Let’s say you cause a car accident on the way to a doctor’s visit related to the coronavirus. Your car insurance should cover the accident the same way as any other. Your liability coverage will pay the other driver’s medical bills and car damage. Your collision, roadside assistance and rental reimbursement coverage will pay for your own expenses if you have these types of coverage.
However, your MedPay or personal injury protection won’t cover medical expenses related to the coronavirus because your illness didn’t cause the accident. Keep in mind you should tell the other driver and police officer about your suspected illness so they can take precautions.
Is it too late to buy car insurance?
No, it’s never too late to buy or change car insurance. Now’s a good time to reevaluate your current policy to make sure you have the right coverage. For example, if your kid comes home early from a closed college and is driving the family car, you’d no longer be eligible for an away student discount. Or if you’re quarantined and not driving anywhere, you might want to call your insurer and ask about pausing coverage or switching to a layup policy.

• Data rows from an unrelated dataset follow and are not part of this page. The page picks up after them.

//! Key/value table schema

/// SQL schema for initialization
pub const SCHEMA: &str = r"
CREATE TABLE IF NOT EXISTS kv (
    key TEXT PRIMARY KEY,
    value BLOB NOT NULL,
    updated_at TEXT NOT NULL
);
";
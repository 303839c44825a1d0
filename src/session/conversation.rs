//! Conversation data model

use chrono::{DateTime, Utc};
use serde::{Deserialize, Serialize};

/// Title of a conversation that has not been named yet
pub const UNTITLED: &str = "New chat";

/// A source reference attached to a generated answer
#[derive(Debug, Clone, PartialEq, Eq, Serialize, Deserialize)]
pub struct Citation {
    pub url: String,
    #[serde(default, skip_serializing_if = "Option::is_none")]
    pub title: Option<String>,
}

impl Citation {
    #[allow(dead_code)] // Used in tests
    pub fn new(url: impl Into<String>, title: Option<String>) -> Self {
        Self {
            url: url.into(),
            title,
        }
    }

    /// Display label: the title when present, otherwise the url
    pub fn label(&self) -> &str {
        match self.title.as_deref() {
            Some(title) if !title.trim().is_empty() => title,
            _ => &self.url,
        }
    }
}

/// One entry in a conversation transcript
#[derive(Debug, Clone, PartialEq, Eq, Serialize, Deserialize)]
#[serde(tag = "role")]
pub enum Message {
    User {
        text: String,
    },
    #[serde(rename = "RAG")]
    Response {
        text: String,
        #[serde(default)]
        citations: Vec<Citation>,
    },
    /// Error notices shown inline
    System {
        text: String,
    },
}

impl Message {
    pub fn user(text: impl Into<String>) -> Self {
        Message::User { text: text.into() }
    }

    pub fn response(text: impl Into<String>, citations: Vec<Citation>) -> Self {
        Message::Response {
            text: text.into(),
            citations,
        }
    }

    pub fn system(text: impl Into<String>) -> Self {
        Message::System { text: text.into() }
    }

    pub fn text(&self) -> &str {
        match self {
            Message::User { text } | Message::Response { text, .. } | Message::System { text } => {
                text
            }
        }
    }

    /// Label used when rendering the transcript
    pub fn role_label(&self) -> &'static str {
        match self {
            Message::User { .. } => "User",
            Message::Response { .. } => "RAG",
            Message::System { .. } => "System",
        }
    }

    pub fn is_response(&self) -> bool {
        matches!(self, Message::Response { .. })
    }

    #[allow(dead_code)] // Used in tests
    pub fn is_user(&self) -> bool {
        matches!(self, Message::User { .. })
    }
}

/// A named, ordered thread of messages
#[derive(Debug, Clone, PartialEq, Eq, Serialize, Deserialize)]
#[serde(rename_all = "camelCase")]
pub struct Conversation {
    pub id: String,
    pub title: String,
    #[serde(with = "chrono::serde::ts_milliseconds")]
    pub created_at: DateTime<Utc>,
    #[serde(with = "chrono::serde::ts_milliseconds")]
    pub updated_at: DateTime<Utc>,
    #[serde(default)]
    pub messages: Vec<Message>,
}

impl Conversation {
    /// Create an untitled conversation with a fresh id
    pub fn new() -> Self {
        let now = Utc::now();
        Self {
            id: uuid::Uuid::new_v4().to_string(),
            title: UNTITLED.to_string(),
            created_at: now,
            updated_at: now,
            messages: Vec::new(),
        }
    }

    pub fn is_untitled(&self) -> bool {
        self.title == UNTITLED
    }

    pub fn has_response(&self) -> bool {
        self.messages.iter().any(Message::is_response)
    }

    /// Refresh `updated_at`, never moving it backwards
    pub fn touch(&mut self) {
        let now = Utc::now();
        if now > self.updated_at {
            self.updated_at = now;
        }
    }

    pub fn push(&mut self, message: Message) {
        self.messages.push(message);
        self.touch();
    }
}

impl Default for Conversation {
    fn default() -> Self {
        Self::new()
    }
}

Does pet insurance cover the coronavirus?
Yes, but dogs, cats and other pets haven’t been known to get or spread the COVID-19 virus in the US as of March 23, 2020, according to the CDC and WHO. Pet insurance can cover vet expenses if your pet gets sick with any virus, provided you have an accident and illness pet policy and it’s not a pre-existing condition. Accident-only or wellness policies wouldn’t help with coronavirus treatments.
As a precaution, the CDC recommends practicing normal hygiene around animals by washing your hands or using hand sanitizer with at least 60% alcohol after touching pets. The American Veterinary Medical Association (AVMA) has stated there’s little concern over touching your pets or walking your dog outside, and the American Kennel Club (AKC) has reminded pet owners there’s no reason to surrender animals to shelters because of fears of contracting the coronavirus.
If you need help paying for your pet’s food or taking care of your pet during the coronavirus, contact your local animal shelter to ask about pet food bank options or community resources.
Is it too late to buy pet insurance?
No, you can buy comprehensive pet policies right now during the coronavirus, as long as your pet meets the insurance qualifications. Your coverage and premium are unlikely to be affected, since US pets don’t face many risks caused by COVID-19.
You can expect insurance policies to cover claims related to the coronavirus if you bought the policy before people knew about the illness. But some policies like travel insurance specifically exclude coverage for foreseeable events and pandemics. If you’re planning to file a coronavirus claim, make sure you understand how your insurance policy covers it in the first place.